# Hello :) Advice needed for small family moving to Auckland



## Natanya Sander (Feb 26, 2014)

Hoping someone could give me a bit of advice, we are currently living in South Africa, my husband is a qualified Chef and we have a 2 year old daughter and have decided to relocate to Auckland, New Zealand - we have been in touch with an immigration agent etc and things are pretty much sorted on that side but my husband does need to come to New Zealand to find a job so the Visa application can go through - he will be going there in the next week or two and he has never been there before, he did live in Australia for a few years though - my questions are:

Can anyone recommend employment agents he can see on arrival?

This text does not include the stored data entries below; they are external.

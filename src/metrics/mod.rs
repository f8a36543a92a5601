//! Metrics module for body measurements.

pub mod body;

pub use body::{age_on, bmi, bmi_category};
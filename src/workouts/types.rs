//! Workout record types and the workout form input.

use std::ops::RangeInclusive;

use chrono::NaiveDateTime;
use serde::{Deserialize, Serialize};

use crate::accounts::types::{HEIGHT_RANGE_CM, WEIGHT_RANGE_KG};

/// Allowed workout duration (minutes).
pub const DURATION_RANGE_MIN: RangeInclusive<u32> = 1..=180;

/// Allowed average heart rate (bpm).
pub const HEART_RATE_RANGE_BPM: RangeInclusive<u32> = 60..=200;

/// Allowed body temperature (°C).
pub const BODY_TEMP_RANGE_C: RangeInclusive<f64> = 36.0..=40.0;

/// A stored workout. Immutable once written.
#[derive(Debug, Clone, PartialEq, Serialize, Deserialize)]
pub struct WorkoutRecord {
    /// Auto-assigned identifier
    pub id: i64,
    /// Owning account
    pub user_id: i64,
    /// When the workout was saved (local time)
    pub recorded_at: NaiveDateTime,
    /// Duration in minutes
    pub duration_minutes: u32,
    /// Average heart rate in bpm
    pub heart_rate_bpm: u32,
    /// Body temperature in °C
    pub body_temp_c: f64,
    /// Predicted calories burned
    pub calories: f64,
}

/// A workout about to be inserted.
#[derive(Debug, Clone, PartialEq)]
pub struct NewWorkout {
    pub user_id: i64,
    pub recorded_at: NaiveDateTime,
    pub duration_minutes: u32,
    pub heart_rate_bpm: u32,
    pub body_temp_c: f64,
    pub calories: f64,
}

/// Values submitted from the workout form.
///
/// Height and weight are pre-filled from the profile; changing them patches
/// the account when the workout is saved.
#[derive(Debug, Clone, PartialEq)]
pub struct WorkoutEntry {
    pub height_cm: f64,
    pub weight_kg: f64,
    pub duration_minutes: u32,
    pub heart_rate_bpm: u32,
    pub body_temp_c: f64,
}

impl WorkoutEntry {
    /// Form defaults for a user with the given body metrics.
    pub fn for_profile(height_cm: f64, weight_kg: f64) -> Self {
        Self {
            height_cm,
            weight_kg,
            duration_minutes: 30,
            heart_rate_bpm: 120,
            body_temp_c: 37.0,
        }
    }

    /// Check the entry against the ranges the form widgets allow.
    pub fn validate(&self) -> Result<(), String> {
        if !HEIGHT_RANGE_CM.contains(&self.height_cm) {
            return Err("Height must be between 100 and 250 cm".to_string());
        }
        if !WEIGHT_RANGE_KG.contains(&self.weight_kg) {
            return Err("Weight must be between 30 and 200 kg".to_string());
        }
        if !DURATION_RANGE_MIN.contains(&self.duration_minutes) {
            return Err("Duration must be between 1 and 180 minutes".to_string());
        }
        if !HEART_RATE_RANGE_BPM.contains(&self.heart_rate_bpm) {
            return Err("Heart rate must be between 60 and 200 bpm".to_string());
        }
        if !BODY_TEMP_RANGE_C.contains(&self.body_temp_c) {
            return Err("Body temperature must be between 36.0 and 40.0 °C".to_string());
        }
        Ok(())
    }
}
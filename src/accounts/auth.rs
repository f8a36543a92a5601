//! Registration, login and administrator bootstrap.

use chrono::NaiveDate;
use thiserror::Error;

use super::password::{hash_password, verify_password};
use super::types::{Account, NewAccount, Registration};
use crate::storage::config::AdminSettings;
use crate::storage::database::{Database, DatabaseError};

/// Errors from account operations.
///
/// The `Display` text of `UsernameTaken` and `InvalidCredentials` is shown to
/// users verbatim.
#[derive(Debug, Error)]
pub enum AuthError {
    #[error("Username already exists!")]
    UsernameTaken,

    /// Unknown username and wrong password are deliberately indistinguishable.
    #[error("Invalid credentials!")]
    InvalidCredentials,

    #[error("{0}")]
    InvalidRegistration(String),

    #[error("Password hashing failed: {0}")]
    Hashing(String),

    #[error("Database error: {0}")]
    Database(#[from] DatabaseError),
}

/// Create a regular account from a registration form.
pub fn register(
    db: &Database,
    form: &Registration,
    today: NaiveDate,
) -> Result<Account, AuthError> {
    form.validate(today).map_err(AuthError::InvalidRegistration)?;

    let new_account = NewAccount {
        username: form.username.trim().to_string(),
        password_hash: hash_password(&form.password)?,
        dob: form.dob,
        height_cm: form.height_cm,
        weight_kg: form.weight_kg,
        is_admin: false,
    };

    match db.insert_account(&new_account) {
        Ok(account) => {
            tracing::info!("Registered account '{}' (id {})", account.username, account.id);
            Ok(account)
        }
        Err(DatabaseError::DuplicateUsername(username)) => {
            tracing::info!("Registration rejected, username '{}' is taken", username);
            Err(AuthError::UsernameTaken)
        }
        Err(e) => Err(e.into()),
    }
}

/// Check credentials and return the matching account.
pub fn authenticate(db: &Database, username: &str, password: &str) -> Result<Account, AuthError> {
    let account = db.get_account_by_username(username.trim())?;

    match account {
        Some(account) if verify_password(password, &account.password_hash) => {
            tracing::info!("User '{}' logged in", account.username);
            Ok(account)
        }
        _ => {
            tracing::warn!("Failed login attempt");
            Err(AuthError::InvalidCredentials)
        }
    }
}

/// Create the administrator account if it does not exist yet.
///
/// Returns `true` when the account was created by this call.
pub fn bootstrap_admin(db: &Database, settings: &AdminSettings) -> Result<bool, AuthError> {
    if db.get_account_by_username(&settings.username)?.is_some() {
        return Ok(false);
    }

    let admin = NewAccount {
        username: settings.username.clone(),
        password_hash: hash_password(&settings.password)?,
        dob: NaiveDate::from_ymd_opt(2000, 1, 1).unwrap_or_default(),
        height_cm: 170.0,
        weight_kg: 70.0,
        is_admin: true,
    };

    let created = db.insert_account_if_absent(&admin)?;
    if created {
        tracing::warn!("Bootstrapped administrator account '{}'", settings.username);
    }

    Ok(created)
}

#[cfg(test)]
mod tests {
    use super::*;

    fn today() -> NaiveDate {
        NaiveDate::from_ymd_opt(2024, 6, 1).unwrap()
    }

    fn alice() -> Registration {
        Registration {
            username: "alice".to_string(),
            password: "wonderland".to_string(),
            dob: NaiveDate::from_ymd_opt(1995, 5, 1).unwrap(),
            height_cm: 165.0,
            weight_kg: 60.0,
        }
    }

    #[test]
    fn test_register_then_authenticate() {
        let db = Database::open_in_memory().unwrap();
        let created = register(&db, &alice(), today()).unwrap();

        let account = authenticate(&db, "alice", "wonderland").unwrap();
        assert_eq!(account.id, created.id);
        assert!(!account.is_admin);
        assert_ne!(account.password_hash, "wonderland");
    }

    #[test]
    fn test_register_duplicate() {
        let db = Database::open_in_memory().unwrap();
        register(&db, &alice(), today()).unwrap();

        let result = register(&db, &alice(), today());
        assert!(matches!(result, Err(AuthError::UsernameTaken)));
        assert_eq!(db.count_regular_accounts().unwrap(), 1);
    }

    #[test]
    fn test_register_invalid_form() {
        let db = Database::open_in_memory().unwrap();
        let mut form = alice();
        form.password.clear();

        let result = register(&db, &form, today());
        assert!(matches!(result, Err(AuthError::InvalidRegistration(_))));
        assert_eq!(db.count_regular_accounts().unwrap(), 0);
    }

    #[test]
    fn test_login_failures_are_indistinguishable() {
        let db = Database::open_in_memory().unwrap();
        register(&db, &alice(), today()).unwrap();

        let wrong_password = authenticate(&db, "alice", "looking-glass").unwrap_err();
        let unknown_user = authenticate(&db, "mallory", "wonderland").unwrap_err();

        assert!(matches!(wrong_password, AuthError::InvalidCredentials));
        assert!(matches!(unknown_user, AuthError::InvalidCredentials));
        assert_eq!(wrong_password.to_string(), unknown_user.to_string());
    }

    #[test]
    fn test_bootstrap_admin_is_idempotent() {
        let db = Database::open_in_memory().unwrap();
        let settings = AdminSettings::default();

        assert!(bootstrap_admin(&db, &settings).unwrap());
        assert!(!bootstrap_admin(&db, &settings).unwrap());

        let admin = authenticate(&db, "admin", "admin").unwrap();
        assert!(admin.is_admin);
        assert_eq!(db.count_regular_accounts().unwrap(), 0);
    }
}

Should he hire / buy a car immediately or will public transport be fine to get him around to interviews etc?

Can anyone recommend short term, affordable accommodation where he can stay for the initial few weeks until i join him there and then we can look for more permanent accommodation?

Any other advice would really be appreciated! Thanks so much!


----------



## escapedtonz (Apr 6, 2012)

Natanya Sander said:


> Hoping someone could give me a bit of advice, we are currently living in South Africa, my husband is a qualified Chef and we have a 2 year old daughter and have decided to relocate to Auckland, New Zealand - we have been in touch with an immigration agent etc and things are pretty much sorted on that side but my husband does need to come to New Zealand to find a job so the Visa application can go through - he will be going there in the next week or two and he has never been there before, he did live in Australia for a few years though - my questions are:
> 
> Can anyone recommend employment agents he can see on arrival?
> 
> ...


Hi,

OK. First question....

When you lived in Aus, what visa's did you have ?

Next....

What visa does your partner expect to get in order to come for interviews ?
Does he intend to stay and never return to SA as you mention you will join him later ?

Regards,


----------



## anski (Aug 17, 2008)

Natanya Sander said:


> Hoping someone could give me a bit of advice, we are currently living in South Africa, my husband is a qualified Chef and we have a 2 year old daughter and have decided to relocate to Auckland, New Zealand - we have been in touch with an immigration agent etc and things are pretty much sorted on that side but my husband does need to come to New Zealand to find a job so the Visa application can go through - he will be going there in the next week or two and he has never been there before, he did live in Australia for a few years though - my questions are:
> 
> Can anyone recommend employment agents he can see on arrival?
> 
> ...




Hi Natanya,
Firstly I would reccomend hiring a car to job hunt. There are cheap rentals if you do a web search.
As far as cheap accomodation for him only I would suggest he stay at a backpackers (either in a shared dorm room to keep costs down, or there are single rooms) Look on Hostels in Auckland | Book Auckland Hostels online with Hostelworld.com
There are something like 29 backpacker locations mostly in central Auckland.
Jobs- Take a look at Trademe.co.nz for job listings
If he has any connection in SA with major hotel chains ie: Hilton, Sheraton, Novotel etc could be a good starting point 
One thing chefs are always in demand! so he should have no trouble getting a job.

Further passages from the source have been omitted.